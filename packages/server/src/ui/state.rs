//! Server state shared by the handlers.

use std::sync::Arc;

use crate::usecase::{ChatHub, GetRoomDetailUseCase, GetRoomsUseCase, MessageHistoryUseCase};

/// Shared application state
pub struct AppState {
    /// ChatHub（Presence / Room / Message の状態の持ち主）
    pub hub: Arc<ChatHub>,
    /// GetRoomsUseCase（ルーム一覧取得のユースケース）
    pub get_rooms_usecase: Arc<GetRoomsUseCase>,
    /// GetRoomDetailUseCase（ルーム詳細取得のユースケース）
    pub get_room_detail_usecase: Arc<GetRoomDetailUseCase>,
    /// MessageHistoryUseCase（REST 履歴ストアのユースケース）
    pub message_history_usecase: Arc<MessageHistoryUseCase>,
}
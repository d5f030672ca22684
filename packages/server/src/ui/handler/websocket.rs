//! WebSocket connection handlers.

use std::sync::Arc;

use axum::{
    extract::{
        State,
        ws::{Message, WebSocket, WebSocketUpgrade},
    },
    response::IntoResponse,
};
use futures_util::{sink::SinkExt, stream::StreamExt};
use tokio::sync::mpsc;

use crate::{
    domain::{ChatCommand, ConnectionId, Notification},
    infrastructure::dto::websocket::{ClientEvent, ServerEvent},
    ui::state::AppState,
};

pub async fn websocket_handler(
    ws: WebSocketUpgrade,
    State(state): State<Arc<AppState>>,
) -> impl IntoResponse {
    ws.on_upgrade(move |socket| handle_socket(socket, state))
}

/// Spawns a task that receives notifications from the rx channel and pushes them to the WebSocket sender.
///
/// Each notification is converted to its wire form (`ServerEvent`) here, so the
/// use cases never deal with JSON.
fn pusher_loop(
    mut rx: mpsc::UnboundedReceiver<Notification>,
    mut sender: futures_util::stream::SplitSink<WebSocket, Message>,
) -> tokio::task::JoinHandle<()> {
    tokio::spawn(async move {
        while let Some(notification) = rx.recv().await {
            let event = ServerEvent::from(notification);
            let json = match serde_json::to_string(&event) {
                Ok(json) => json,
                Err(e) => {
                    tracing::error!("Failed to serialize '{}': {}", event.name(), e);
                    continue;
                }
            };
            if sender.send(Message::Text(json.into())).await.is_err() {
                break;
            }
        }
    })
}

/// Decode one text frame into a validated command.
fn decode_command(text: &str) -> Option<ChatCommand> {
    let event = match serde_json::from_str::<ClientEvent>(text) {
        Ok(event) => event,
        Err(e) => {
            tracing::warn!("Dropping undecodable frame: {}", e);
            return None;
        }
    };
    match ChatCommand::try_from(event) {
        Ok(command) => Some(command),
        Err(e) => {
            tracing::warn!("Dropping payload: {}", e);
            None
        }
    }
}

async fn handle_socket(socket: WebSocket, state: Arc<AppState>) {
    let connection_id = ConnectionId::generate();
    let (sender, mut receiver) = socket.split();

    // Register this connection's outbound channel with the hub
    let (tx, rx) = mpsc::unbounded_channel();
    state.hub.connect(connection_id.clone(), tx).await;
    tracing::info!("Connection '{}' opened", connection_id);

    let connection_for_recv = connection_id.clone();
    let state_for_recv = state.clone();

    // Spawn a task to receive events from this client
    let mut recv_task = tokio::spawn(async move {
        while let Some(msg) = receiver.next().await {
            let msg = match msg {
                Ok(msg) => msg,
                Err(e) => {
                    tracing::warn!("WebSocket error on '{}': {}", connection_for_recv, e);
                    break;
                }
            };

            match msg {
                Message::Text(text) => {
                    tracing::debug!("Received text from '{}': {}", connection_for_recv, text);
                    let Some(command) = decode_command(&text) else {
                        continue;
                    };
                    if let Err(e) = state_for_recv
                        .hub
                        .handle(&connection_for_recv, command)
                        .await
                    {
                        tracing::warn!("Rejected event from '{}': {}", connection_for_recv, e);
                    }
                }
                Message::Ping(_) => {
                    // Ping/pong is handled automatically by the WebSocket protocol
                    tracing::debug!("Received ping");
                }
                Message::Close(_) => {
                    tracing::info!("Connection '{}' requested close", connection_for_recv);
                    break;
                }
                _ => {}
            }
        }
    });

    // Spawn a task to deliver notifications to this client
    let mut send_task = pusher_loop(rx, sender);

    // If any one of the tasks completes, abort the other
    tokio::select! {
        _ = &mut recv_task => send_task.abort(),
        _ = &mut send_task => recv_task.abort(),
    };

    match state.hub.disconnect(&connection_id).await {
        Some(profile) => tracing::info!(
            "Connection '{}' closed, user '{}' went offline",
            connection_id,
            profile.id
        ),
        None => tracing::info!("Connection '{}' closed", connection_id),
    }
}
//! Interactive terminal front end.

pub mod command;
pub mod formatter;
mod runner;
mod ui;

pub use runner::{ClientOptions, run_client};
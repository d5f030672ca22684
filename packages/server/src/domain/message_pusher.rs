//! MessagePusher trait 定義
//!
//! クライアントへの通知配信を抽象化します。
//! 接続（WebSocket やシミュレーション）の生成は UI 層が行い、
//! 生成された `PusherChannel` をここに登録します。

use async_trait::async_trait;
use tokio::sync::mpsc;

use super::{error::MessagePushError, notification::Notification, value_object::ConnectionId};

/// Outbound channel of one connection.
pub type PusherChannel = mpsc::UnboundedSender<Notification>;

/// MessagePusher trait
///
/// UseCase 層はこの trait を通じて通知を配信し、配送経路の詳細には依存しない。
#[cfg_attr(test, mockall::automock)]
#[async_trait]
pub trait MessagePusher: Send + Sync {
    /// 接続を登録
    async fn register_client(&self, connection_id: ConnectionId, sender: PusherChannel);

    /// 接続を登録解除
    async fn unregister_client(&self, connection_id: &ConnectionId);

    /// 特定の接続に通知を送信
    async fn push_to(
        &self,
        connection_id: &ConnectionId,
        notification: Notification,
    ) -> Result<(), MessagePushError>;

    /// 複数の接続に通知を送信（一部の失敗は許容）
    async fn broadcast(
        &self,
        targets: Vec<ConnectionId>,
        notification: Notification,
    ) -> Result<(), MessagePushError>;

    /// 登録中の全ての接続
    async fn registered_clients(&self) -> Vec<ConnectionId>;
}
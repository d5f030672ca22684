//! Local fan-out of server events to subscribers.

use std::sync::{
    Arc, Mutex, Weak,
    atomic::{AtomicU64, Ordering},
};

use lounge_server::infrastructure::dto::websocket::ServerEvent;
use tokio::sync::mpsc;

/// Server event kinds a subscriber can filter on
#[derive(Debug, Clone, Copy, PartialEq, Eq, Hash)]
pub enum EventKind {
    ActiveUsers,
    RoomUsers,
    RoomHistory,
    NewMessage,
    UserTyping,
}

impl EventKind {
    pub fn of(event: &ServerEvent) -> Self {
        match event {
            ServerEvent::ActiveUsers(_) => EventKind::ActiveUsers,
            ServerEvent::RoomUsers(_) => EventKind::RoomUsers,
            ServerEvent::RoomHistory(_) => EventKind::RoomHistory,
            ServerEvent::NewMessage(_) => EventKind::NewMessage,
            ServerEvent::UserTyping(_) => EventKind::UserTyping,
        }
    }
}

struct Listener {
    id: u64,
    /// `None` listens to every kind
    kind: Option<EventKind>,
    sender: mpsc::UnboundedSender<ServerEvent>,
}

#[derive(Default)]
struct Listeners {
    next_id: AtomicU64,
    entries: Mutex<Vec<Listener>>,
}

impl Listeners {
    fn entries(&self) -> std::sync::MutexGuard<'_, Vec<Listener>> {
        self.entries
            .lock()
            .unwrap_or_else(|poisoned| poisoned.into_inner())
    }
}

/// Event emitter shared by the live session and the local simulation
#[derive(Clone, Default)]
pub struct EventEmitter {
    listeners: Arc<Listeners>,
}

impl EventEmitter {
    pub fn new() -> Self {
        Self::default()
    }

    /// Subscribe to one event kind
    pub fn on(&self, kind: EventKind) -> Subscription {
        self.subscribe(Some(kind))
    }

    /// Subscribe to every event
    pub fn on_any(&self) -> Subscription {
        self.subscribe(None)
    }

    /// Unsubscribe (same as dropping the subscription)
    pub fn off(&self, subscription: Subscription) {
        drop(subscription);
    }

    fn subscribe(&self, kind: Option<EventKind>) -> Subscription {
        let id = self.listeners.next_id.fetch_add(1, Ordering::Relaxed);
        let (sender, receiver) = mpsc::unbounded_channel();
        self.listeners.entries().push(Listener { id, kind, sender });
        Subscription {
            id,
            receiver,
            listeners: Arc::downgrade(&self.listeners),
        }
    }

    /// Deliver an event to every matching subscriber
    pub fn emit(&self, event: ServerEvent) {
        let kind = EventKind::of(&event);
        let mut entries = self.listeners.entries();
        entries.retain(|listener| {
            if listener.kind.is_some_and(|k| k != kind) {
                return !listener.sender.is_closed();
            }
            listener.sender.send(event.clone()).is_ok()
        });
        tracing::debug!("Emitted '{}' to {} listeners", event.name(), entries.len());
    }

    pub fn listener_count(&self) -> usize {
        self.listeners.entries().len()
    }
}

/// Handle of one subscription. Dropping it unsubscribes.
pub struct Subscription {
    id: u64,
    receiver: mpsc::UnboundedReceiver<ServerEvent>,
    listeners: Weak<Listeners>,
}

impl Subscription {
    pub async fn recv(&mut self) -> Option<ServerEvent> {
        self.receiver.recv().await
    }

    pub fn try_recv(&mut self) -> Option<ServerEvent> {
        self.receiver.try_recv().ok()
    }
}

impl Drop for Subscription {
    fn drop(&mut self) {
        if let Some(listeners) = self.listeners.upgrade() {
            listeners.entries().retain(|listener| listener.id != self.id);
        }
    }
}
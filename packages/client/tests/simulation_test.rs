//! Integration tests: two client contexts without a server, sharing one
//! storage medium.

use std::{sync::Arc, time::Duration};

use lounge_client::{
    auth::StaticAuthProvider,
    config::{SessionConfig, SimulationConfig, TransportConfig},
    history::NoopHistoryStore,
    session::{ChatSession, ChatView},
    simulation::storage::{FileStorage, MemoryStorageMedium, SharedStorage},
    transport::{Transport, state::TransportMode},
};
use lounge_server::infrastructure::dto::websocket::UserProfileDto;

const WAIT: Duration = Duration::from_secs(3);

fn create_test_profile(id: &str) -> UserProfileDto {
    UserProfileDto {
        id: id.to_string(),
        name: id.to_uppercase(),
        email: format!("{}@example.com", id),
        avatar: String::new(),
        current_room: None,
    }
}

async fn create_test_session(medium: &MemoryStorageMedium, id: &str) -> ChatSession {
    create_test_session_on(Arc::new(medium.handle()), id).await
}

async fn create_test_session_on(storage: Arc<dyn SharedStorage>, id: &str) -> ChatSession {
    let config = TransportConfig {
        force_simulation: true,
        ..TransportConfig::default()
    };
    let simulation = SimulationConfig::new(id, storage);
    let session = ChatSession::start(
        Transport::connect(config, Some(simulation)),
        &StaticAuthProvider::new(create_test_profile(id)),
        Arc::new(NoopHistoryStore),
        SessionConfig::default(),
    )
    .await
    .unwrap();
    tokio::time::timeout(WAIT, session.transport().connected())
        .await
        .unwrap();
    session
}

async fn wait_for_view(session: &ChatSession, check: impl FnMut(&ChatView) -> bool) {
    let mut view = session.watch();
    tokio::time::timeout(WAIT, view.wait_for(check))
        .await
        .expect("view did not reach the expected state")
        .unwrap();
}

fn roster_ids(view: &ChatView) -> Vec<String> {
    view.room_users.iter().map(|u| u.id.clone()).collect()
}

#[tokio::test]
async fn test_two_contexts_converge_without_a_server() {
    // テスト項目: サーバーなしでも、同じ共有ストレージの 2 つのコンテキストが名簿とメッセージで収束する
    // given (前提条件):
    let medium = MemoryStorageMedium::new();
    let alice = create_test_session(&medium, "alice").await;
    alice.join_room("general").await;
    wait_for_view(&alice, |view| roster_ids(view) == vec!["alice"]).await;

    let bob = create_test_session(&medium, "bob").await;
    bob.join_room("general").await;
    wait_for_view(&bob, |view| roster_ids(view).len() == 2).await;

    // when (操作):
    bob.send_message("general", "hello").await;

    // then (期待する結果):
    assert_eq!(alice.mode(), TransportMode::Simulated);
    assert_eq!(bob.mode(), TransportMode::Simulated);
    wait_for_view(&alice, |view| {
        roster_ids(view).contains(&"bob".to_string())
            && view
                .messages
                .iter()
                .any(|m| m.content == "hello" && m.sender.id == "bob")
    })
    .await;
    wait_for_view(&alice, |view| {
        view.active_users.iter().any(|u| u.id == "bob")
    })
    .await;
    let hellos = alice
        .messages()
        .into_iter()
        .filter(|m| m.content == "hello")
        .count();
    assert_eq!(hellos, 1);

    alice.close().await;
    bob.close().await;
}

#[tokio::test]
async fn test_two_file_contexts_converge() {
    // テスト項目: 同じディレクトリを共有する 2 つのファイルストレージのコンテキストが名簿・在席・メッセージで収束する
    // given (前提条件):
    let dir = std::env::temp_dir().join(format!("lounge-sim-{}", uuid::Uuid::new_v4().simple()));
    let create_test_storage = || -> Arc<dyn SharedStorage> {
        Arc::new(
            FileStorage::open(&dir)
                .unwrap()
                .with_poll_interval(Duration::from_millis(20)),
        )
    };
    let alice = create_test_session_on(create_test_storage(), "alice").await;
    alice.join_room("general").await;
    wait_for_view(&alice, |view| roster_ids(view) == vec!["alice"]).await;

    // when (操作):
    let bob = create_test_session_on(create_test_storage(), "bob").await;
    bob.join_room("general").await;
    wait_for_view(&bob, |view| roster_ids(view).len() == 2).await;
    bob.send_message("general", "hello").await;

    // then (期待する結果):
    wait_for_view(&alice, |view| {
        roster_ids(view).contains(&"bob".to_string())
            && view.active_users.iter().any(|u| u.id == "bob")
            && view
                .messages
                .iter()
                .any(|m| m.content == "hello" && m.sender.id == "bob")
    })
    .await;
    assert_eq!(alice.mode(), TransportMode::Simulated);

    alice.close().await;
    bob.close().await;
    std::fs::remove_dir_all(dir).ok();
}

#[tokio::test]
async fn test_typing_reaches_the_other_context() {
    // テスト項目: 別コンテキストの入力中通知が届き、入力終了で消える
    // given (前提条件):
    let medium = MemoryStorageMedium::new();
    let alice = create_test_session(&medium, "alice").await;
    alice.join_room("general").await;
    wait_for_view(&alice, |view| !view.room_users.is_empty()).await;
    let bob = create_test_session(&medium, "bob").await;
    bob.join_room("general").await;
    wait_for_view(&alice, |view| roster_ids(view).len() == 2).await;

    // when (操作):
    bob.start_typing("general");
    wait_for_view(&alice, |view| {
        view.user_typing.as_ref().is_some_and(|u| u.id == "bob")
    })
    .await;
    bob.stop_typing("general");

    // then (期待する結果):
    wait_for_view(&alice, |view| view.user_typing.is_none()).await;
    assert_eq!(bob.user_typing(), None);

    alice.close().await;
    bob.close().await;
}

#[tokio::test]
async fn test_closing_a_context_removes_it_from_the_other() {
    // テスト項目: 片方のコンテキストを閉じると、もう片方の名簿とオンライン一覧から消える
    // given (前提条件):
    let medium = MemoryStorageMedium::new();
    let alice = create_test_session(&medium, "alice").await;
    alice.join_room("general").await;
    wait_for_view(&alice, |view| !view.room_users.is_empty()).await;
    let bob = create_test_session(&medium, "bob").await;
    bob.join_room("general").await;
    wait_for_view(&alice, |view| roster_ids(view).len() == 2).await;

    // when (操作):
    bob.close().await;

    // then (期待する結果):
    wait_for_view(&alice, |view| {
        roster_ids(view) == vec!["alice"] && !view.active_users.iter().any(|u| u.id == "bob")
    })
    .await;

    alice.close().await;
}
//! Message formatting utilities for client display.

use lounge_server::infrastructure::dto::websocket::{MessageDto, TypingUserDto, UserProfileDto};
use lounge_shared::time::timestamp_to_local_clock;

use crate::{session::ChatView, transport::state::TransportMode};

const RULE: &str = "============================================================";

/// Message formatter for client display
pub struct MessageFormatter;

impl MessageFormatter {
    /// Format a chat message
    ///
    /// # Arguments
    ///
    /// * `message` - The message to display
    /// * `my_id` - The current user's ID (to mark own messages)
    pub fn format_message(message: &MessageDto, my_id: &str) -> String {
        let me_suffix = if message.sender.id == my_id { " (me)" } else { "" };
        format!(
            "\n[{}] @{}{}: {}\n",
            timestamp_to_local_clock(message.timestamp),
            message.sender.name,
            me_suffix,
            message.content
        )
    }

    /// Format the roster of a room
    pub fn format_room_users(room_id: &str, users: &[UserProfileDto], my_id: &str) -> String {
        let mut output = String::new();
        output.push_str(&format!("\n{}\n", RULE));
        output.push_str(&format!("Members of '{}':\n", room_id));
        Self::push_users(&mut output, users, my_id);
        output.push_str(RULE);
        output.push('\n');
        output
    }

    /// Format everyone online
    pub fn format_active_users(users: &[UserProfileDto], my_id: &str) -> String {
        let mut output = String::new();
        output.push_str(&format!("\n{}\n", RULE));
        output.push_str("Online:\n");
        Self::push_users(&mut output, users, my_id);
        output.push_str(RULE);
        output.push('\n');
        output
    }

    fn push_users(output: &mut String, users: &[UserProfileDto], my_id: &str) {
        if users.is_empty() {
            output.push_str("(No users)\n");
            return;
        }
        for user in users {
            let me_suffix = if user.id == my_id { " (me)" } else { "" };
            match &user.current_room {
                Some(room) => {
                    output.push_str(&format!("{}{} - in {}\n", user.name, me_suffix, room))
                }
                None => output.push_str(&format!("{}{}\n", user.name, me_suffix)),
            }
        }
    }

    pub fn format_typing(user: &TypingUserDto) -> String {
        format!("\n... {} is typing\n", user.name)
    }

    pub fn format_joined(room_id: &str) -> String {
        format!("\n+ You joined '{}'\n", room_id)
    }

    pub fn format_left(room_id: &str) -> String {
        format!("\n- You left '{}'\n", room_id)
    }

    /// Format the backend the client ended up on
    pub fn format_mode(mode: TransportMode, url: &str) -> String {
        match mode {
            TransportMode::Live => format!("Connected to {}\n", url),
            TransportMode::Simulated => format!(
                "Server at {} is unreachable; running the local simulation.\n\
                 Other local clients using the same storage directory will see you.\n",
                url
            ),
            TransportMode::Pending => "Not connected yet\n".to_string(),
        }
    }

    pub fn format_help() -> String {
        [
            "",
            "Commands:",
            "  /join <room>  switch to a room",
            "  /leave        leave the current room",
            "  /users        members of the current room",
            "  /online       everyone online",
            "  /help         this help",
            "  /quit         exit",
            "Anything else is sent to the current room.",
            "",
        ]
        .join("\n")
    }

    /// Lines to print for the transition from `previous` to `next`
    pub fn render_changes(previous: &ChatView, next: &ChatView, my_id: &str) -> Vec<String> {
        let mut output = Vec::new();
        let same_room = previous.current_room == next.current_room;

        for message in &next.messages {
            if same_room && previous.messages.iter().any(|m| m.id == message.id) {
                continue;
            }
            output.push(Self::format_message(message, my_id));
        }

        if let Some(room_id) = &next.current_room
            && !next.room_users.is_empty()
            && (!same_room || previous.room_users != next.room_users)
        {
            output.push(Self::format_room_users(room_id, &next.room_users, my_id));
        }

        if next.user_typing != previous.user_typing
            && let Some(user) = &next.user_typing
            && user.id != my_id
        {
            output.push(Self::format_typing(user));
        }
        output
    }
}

========================================

What the exercise asks: Determine how many lines in the entries above contain the word "warn", and respond with the number alone.

Output: 4